Re: [Help-gsl] use of recurrence relation while computing mean, variance
Juan Pablo Amorocho D. |
Re: [Help-gsl] use of recurrence relation while computing mean, variance etc. |
Wed, 10 Aug 2011 17:08:30 +0200 |
Hi Brian and Awhan,
just a quick follow-up on the recurrence formula of the variance. Awhan, if
you are interested in a deeper understanding of this issue and have access
to the following book, I would recommend you take a look at Higham,
N.*Accuracy and Stability of Numerical Algorithms
*. Second Edition. SIAM, 2002. Section 1.9 is called "Computing the Sample
Variance" .
Cheers,
-- Juan
> I didn't write the code, but I think it's safe to say that the
> recurrence relations and use of long double is indeed motivated by
> numerical concerns. Running sums are a common cause of overflow.

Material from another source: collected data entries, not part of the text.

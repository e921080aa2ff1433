//! Blur detection via Laplacian variance

use crate::image_loader::ImageSample;
use crate::quality::lighting::luma;

/// 4-neighbour Laplacian, row-major 3x3
const LAPLACIAN_KERNEL: [f64; 9] = [0.0, 1.0, 0.0, 1.0, -4.0, 1.0, 0.0, 1.0, 0.0];

/// Variance of the Laplacian response over interior pixels.
///
/// Sharp images have strong edges and a high variance. Samples smaller
/// than 3x3 have no interior and return 0.
pub fn laplacian_variance(sample: &ImageSample) -> f64 {
    let (width, height) = (sample.width() as usize, sample.height() as usize);
    if width < 3 || height < 3 {
        return 0.0;
    }

    let gray: Vec<f64> = sample.rgb_pixels().map(luma).collect();
    let mut sum = 0.0;
    let mut sum_sq = 0.0;

    for y in 1..height - 1 {
        for x in 1..width - 1 {
            let mut value = 0.0;
            for (k, weight) in LAPLACIAN_KERNEL.iter().enumerate() {
                let (ky, kx) = (k / 3, k % 3);
                value += gray[(y + ky - 1) * width + (x + kx - 1)] * weight;
            }
            sum += value;
            sum_sq += value * value;
        }
    }

    let count = ((width - 2) * (height - 2)) as f64;
    let mean = sum / count;
    sum_sq / count - mean * mean
}

#[cfg(test)]
mod tests {
    use super::*;

    fn checkerboard(size: u32) -> ImageSample {
        let mut data = Vec::new();
        for y in 0..size {
            for x in 0..size {
                let v = if (x + y) % 2 == 0 { 0 } else { 255 };
                data.extend_from_slice(&[v, v, v, 255]);
            }
        }
        ImageSample::from_rgba(size, size, data).unwrap()
    }

    #[test]
    fn test_flat_image_has_zero_variance() {
        let variance = laplacian_variance(&ImageSample::uniform(16, 16, [90, 90, 90]));
        assert!(variance.abs() < 1e-6);
    }

    #[test]
    fn test_checkerboard_is_sharp() {
        assert!(laplacian_variance(&checkerboard(16)) > 70.0);
    }

    #[test]
    fn test_tiny_images() {
        assert_eq!(laplacian_variance(&ImageSample::uniform(2, 10, [1, 2, 3])), 0.0);
        assert_eq!(laplacian_variance(&ImageSample::uniform(0, 0, [0, 0, 0])), 0.0);
    }
}
use console::{style, StyledObject};

use crate::history::RunResult;

pub fn bright_yellow(text: impl std::fmt::Display) -> StyledObject<String> {
    style(text.to_string()).bright().yellow()
}

pub fn bright_green(text: impl std::fmt::Display) -> StyledObject<String> {
    style(text.to_string()).bright().green()
}

pub fn bright_red(text: impl std::fmt::Display) -> StyledObject<String> {
    style(text.to_string()).bright().red()
}

pub fn cyan(text: impl std::fmt::Display) -> StyledObject<String> {
    style(text.to_string()).cyan()
}

pub fn dim(text: impl std::fmt::Display) -> StyledObject<String> {
    style(text.to_string()).dim()
}

pub fn bright(text: impl std::fmt::Display) -> StyledObject<String> {
    style(text.to_string()).bright()
}

pub fn magenta_bold(text: impl std::fmt::Display) -> StyledObject<String> {
    style(text.to_string()).magenta().bold()
}

/// Colored label for a build outcome; a building run has no result yet.
pub fn build_result(result: Option<RunResult>, building: bool) -> StyledObject<String> {
    match result {
        _ if building => bright_yellow("BUILDING"),
        Some(RunResult::Success) => bright_green("SUCCESS"),
        Some(RunResult::Unstable) => bright_yellow("UNSTABLE"),
        Some(RunResult::Failure) => bright_red("FAILURE"),
        Some(RunResult::Aborted) => bright_red("ABORTED"),
        Some(RunResult::NotBuilt) | None => dim("NOT_BUILT"),
    }
}
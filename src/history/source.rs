use std::path::PathBuf;
use std::time::Duration;

use log::info;
use url::Url;

use super::remote::RemoteClient;
use super::snapshot::{Snapshot, SnapshotFormat};
use crate::auth::Token;
use crate::error::{Result, StageLensError};

/// Settings used when the history lives behind HTTP.
#[derive(Debug, Clone)]
pub struct RemoteOptions {
    pub token: Option<Token>,
    pub max_retries: u32,
    pub retry_delay: Duration,
}

/// Where a history export is read from.
#[derive(Debug, Clone, PartialEq, Eq)]
pub enum HistorySource {
    File(PathBuf),
    Remote(Url),
}

impl HistorySource {
    /// Treats `http://` and `https://` locations as remote, anything else as a path.
    pub fn parse(location: &str) -> Result<Self> {
        let location = location.trim();
        if location.is_empty() {
            return Err(StageLensError::Config(
                "History source location is empty".to_string(),
            ));
        }

        if location.starts_with("http://") || location.starts_with("https://") {
            let url = Url::parse(location)
                .map_err(|e| StageLensError::Config(format!("Invalid history URL: {e}")))?;
            Ok(Self::Remote(url))
        } else {
            Ok(Self::File(PathBuf::from(location)))
        }
    }

    pub async fn load(&self, options: &RemoteOptions) -> Result<Snapshot> {
        match self {
            Self::File(path) => Snapshot::load(path),
            Self::Remote(url) => {
                let client = RemoteClient::new(
                    options.token.clone(),
                    options.max_retries,
                    options.retry_delay,
                )?;
                let body = client.fetch_text(url).await?;
                let snapshot = Snapshot::parse(&body, SnapshotFormat::from_path(url.path()))?;
                info!("Loaded history from: {url}");
                Ok(snapshot)
            }
        }
    }
}

impl std::fmt::Display for HistorySource {
    fn fmt(&self, f: &mut std::fmt::Formatter<'_>) -> std::fmt::Result {
        match self {
            Self::File(path) => write!(f, "{}", path.display()),
            Self::Remote(url) => write!(f, "{url}"),
        }
    }
}

#[cfg(test)]
mod tests {
    use super::*;
    use crate::history::Chronology;

    fn options() -> RemoteOptions {
        RemoteOptions {
            token: None,
            max_retries: 0,
            retry_delay: Duration::from_millis(1),
        }
    }

    #[test]
    fn test_parse_file_and_remote_locations() {
        assert_eq!(
            HistorySource::parse("exports/history.json").unwrap(),
            HistorySource::File(PathBuf::from("exports/history.json"))
        );
        assert!(matches!(
            HistorySource::parse("https://ci.example.com/history.yaml").unwrap(),
            HistorySource::Remote(_)
        ));
        assert!(HistorySource::parse("  ").is_err());
        assert!(HistorySource::parse("http://").is_err());
    }

    #[tokio::test]
    async fn test_load_remote_yaml_export() {
        let mut server = mockito::Server::new_async().await;
        let _mock = server
            .mock("GET", "/exports/history.yaml")
            .with_status(200)
            .with_body("jobs:\n  - name: app\n")
            .create_async()
            .await;

        let source = HistorySource::parse(&format!("{}/exports/history.yaml", server.url())).unwrap();
        let snapshot = source.load(&options()).await.unwrap();

        assert!(snapshot.job("app").is_some());
    }

    #[tokio::test]
    async fn test_load_local_file() {
        let dir = tempfile::tempdir().unwrap();
        let path = dir.path().join("history.json");
        std::fs::write(&path, r#"{"jobs": [{"name": "app"}]}"#).unwrap();

        let source = HistorySource::File(path);
        let snapshot = source.load(&options()).await.unwrap();

        assert_eq!(snapshot.job_count(), 1);
    }
}
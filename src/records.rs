use chrono::{DateTime, Utc};
use serde::Serialize;

use crate::graph::{FlowNode, NodeId, NodeKind, NodeStatus};
use crate::history::RunResult;

/// A job and, depending on the operation, some of its builds.
#[derive(Debug, Clone, Serialize)]
pub struct JobRecord {
    pub name: String,
    pub description: Option<String>,
    pub url: String,
    pub builds: Vec<BuildRecord>,
}

impl JobRecord {
    pub fn add_build(&mut self, build: BuildRecord) {
        self.builds.push(build);
    }
}

/// One run of a job, optionally with its reconstructed stages.
#[derive(Debug, Clone, Serialize)]
pub struct BuildRecord {
    pub job_name: String,
    pub number: u32,
    pub url: String,
    pub building: bool,
    pub result: Option<RunResult>,
    pub start_time: DateTime<Utc>,
    pub duration_millis: Option<u64>,
    pub stages: Vec<StageRecord>,
}

/// A stage reconstructed from a stage-start vertex and the vertices it encloses.
#[derive(Debug, Clone, Serialize)]
pub struct StageRecord {
    /// Id of the opening vertex
    pub id: NodeId,
    pub name: String,
    pub status: NodeStatus,
    pub start_time: Option<DateTime<Utc>>,
    /// Absent until the stage has closed
    pub duration_millis: Option<u64>,
    pub children: Vec<NodeRecord>,
}

/// Summary of a single presentable execution vertex.
#[derive(Debug, Clone, Serialize)]
pub struct NodeRecord {
    pub id: NodeId,
    pub name: String,
    pub kind: NodeKind,
    pub status: NodeStatus,
    pub start_time: Option<DateTime<Utc>>,
    pub duration_millis: Option<u64>,
    pub parents: Vec<NodeId>,
}

impl From<FlowNode<'_>> for NodeRecord {
    fn from(node: FlowNode<'_>) -> Self {
        Self {
            id: node.id(),
            name: node.display_name().to_string(),
            kind: node.kind(),
            status: node.status().unwrap_or(NodeStatus::InProgress),
            start_time: node.start_time(),
            duration_millis: node.duration_millis(),
            parents: node.parents().to_vec(),
        }
    }
}

/// Build statistics for a job, derived from its whole chronology.
#[derive(Debug, Clone, Serialize)]
pub struct JobMetricsRecord {
    pub job_name: String,
    pub total_builds: usize,
    pub successful_builds: usize,
    pub unstable_builds: usize,
    pub failed_builds: usize,
    pub aborted_builds: usize,
    pub building: usize,
    /// Share of completed builds that succeeded, in percent
    pub success_rate: f64,
    /// Duration percentiles of completed builds, in seconds
    pub duration_p50: f64,
    pub duration_p95: f64,
    pub duration_p99: f64,
    pub last_build: Option<u32>,
    pub last_successful_build: Option<u32>,
    pub last_failed_build: Option<u32>,
}

/// Result of one operation, ready to be printed.
///
/// Absent jobs and runs serialize as `null`.
#[derive(Debug, Serialize)]
#[serde(untagged)]
pub enum Report {
    Job(Option<JobRecord>),
    Build(Option<BuildRecord>),
    Nodes(Option<Vec<NodeRecord>>),
    Log(Option<Vec<String>>),
    Metrics(Option<JobMetricsRecord>),
}
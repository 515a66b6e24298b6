use std::collections::HashSet;

use log::debug;

use super::model::{ExecutionGraph, NodeId, Vertex};

/// Depth-first traversal of an execution graph from its heads along parent links.
///
/// Every vertex reachable from a head is yielded exactly once, however many
/// children reference it. Heads are explored in declared order and, for each
/// vertex, the first parent is explored first, so the order is fixed for a
/// fixed graph. This is encounter order, not execution order.
pub struct Walk<'g> {
    graph: Option<&'g ExecutionGraph>,
    stack: Vec<NodeId>,
    visited: HashSet<NodeId>,
}

impl<'g> Walk<'g> {
    pub fn new(graph: Option<&'g ExecutionGraph>) -> Self {
        let stack = graph
            .map(|graph| graph.heads().iter().rev().copied().collect())
            .unwrap_or_default();
        let visited = HashSet::with_capacity(graph.map_or(0, ExecutionGraph::len));

        Self {
            graph,
            stack,
            visited,
        }
    }
}

impl<'g> Iterator for Walk<'g> {
    type Item = &'g Vertex;

    fn next(&mut self) -> Option<Self::Item> {
        let graph = self.graph?;

        while let Some(id) = self.stack.pop() {
            if !self.visited.insert(id) {
                continue;
            }

            // Dangling parent references are ignored
            let Some(vertex) = graph.get(id) else {
                continue;
            };

            self.stack.extend(
                vertex
                    .parents
                    .iter()
                    .rev()
                    .filter(|parent| !self.visited.contains(*parent)),
            );

            return Some(vertex);
        }

        None
    }
}

/// Invokes `visitor` once per vertex reachable from the graph heads.
///
/// An absent graph is not an error: the visitor is simply never called.
pub fn walk<'g, F>(graph: Option<&'g ExecutionGraph>, mut visitor: F)
where
    F: FnMut(&'g Vertex),
{
    let mut visited = 0usize;
    for vertex in Walk::new(graph) {
        visitor(vertex);
        visited += 1;
    }
    debug!("Walked {visited} execution vertices");
}

/// Materializes the traversal in execution order (ascending vertex id).
pub fn sorted_nodes(graph: Option<&ExecutionGraph>) -> Vec<&Vertex> {
    let mut nodes: Vec<&Vertex> = Walk::new(graph).collect();
    nodes.sort_by_key(|vertex| vertex.id);
    nodes
}
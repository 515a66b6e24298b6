use std::time::Duration;

use log::{debug, warn};
use reqwest::Client;
use url::Url;

use crate::auth::Token;
use crate::error::{Result, StageLensError};

/// Fetches history exports over HTTP.
pub struct RemoteClient {
    client: Client,
    token: Option<Token>,
    max_retries: u32,
    retry_delay: Duration,
}

impl RemoteClient {
    pub fn new(token: Option<Token>, max_retries: u32, retry_delay: Duration) -> Result<Self> {
        let client = Client::builder()
            .user_agent(concat!("stagelens/", env!("CARGO_PKG_VERSION")))
            .build()
            .map_err(|e| StageLensError::Config(format!("Failed to create HTTP client: {e}")))?;

        Ok(Self {
            client,
            token,
            max_retries,
            retry_delay,
        })
    }

    fn auth_request(&self, request: reqwest::RequestBuilder) -> reqwest::RequestBuilder {
        if let Some(token) = &self.token {
            request.bearer_auth(token.as_str())
        } else {
            request
        }
    }

    /// GETs `url` and returns the body, retrying network errors, 429 and 5xx.
    pub async fn fetch_text(&self, url: &Url) -> Result<String> {
        let mut retry_count = 0;
        loop {
            let request = self.auth_request(self.client.get(url.clone()));

            let response = match request.send().await {
                Ok(resp) => resp,
                Err(e) if e.is_connect() || e.is_timeout() || e.is_request() => {
                    if retry_count >= self.max_retries {
                        return Err(e.into());
                    }
                    warn!(
                        "Network error ({e}), retrying in {}s ({}/{})...",
                        self.retry_delay.as_secs(),
                        retry_count + 1,
                        self.max_retries
                    );
                    tokio::time::sleep(self.retry_delay).await;
                    retry_count += 1;
                    continue;
                }
                Err(e) => return Err(e.into()),
            };

            let status = response.status();

            if status == 429 || status.is_server_error() {
                if retry_count >= self.max_retries {
                    return Err(StageLensError::ApiErrorAfterRetries {
                        status: status.as_u16(),
                        retries: self.max_retries,
                    });
                }

                warn!(
                    "History API error (status {status}). Waiting {} seconds before retry {}/{}...",
                    self.retry_delay.as_secs(),
                    retry_count + 1,
                    self.max_retries
                );

                tokio::time::sleep(self.retry_delay).await;
                retry_count += 1;
                continue;
            }

            if !status.is_success() {
                let error_text = response
                    .text()
                    .await
                    .unwrap_or_else(|_| "Unable to read error response".to_string());
                return Err(StageLensError::ApiError {
                    status: status.as_u16(),
                    message: error_text,
                });
            }

            let body = response.text().await?;
            debug!("Fetched {} bytes from {url}", body.len());
            return Ok(body);
        }
    }
}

> Variables inside a loop have local scope but otherwise behave
> similarly as other variables. IMO this coding style is cleaner, and
> it also makes parallelism simpler to implement.
> Brian
>
> > hello all,
> >
> > i have 3 questions to bother you with.
> >
> > 1) what is the motivation behind using the recurrence relation for the
> > computation of the mean ? seems to me that a division by the number of
> > elements *after* the for loop will result in fewer division operations
> > than the current implementation. i have noticed the use of recurrence
> > type computation of variance as well.
> >
> > 2) many functions have a return type of double but the quantity of
> > interest that is to be returned is declared as a long double inside
> > the function body. why is this done? is it that conversion from a long
> > double to double results in less loss of precision?
> >
> > 3) declaration of variables inside the for loop body e.g. delta in the
> > following snippet from variance_source.c
> >
> > /* find the sum of the squares */
> > for (i = 0; i < n; i++)
> > {
> > const long double delta = (data[i * stride] - mean);
> > variance += (delta * delta - variance) / (i + 1);
> > }
> >
> > does the compiler keep creating a local delta each time control enters
> > the loop or is it created once but treated as a local variable and
> > valid only in the scope of the for loop?
>
>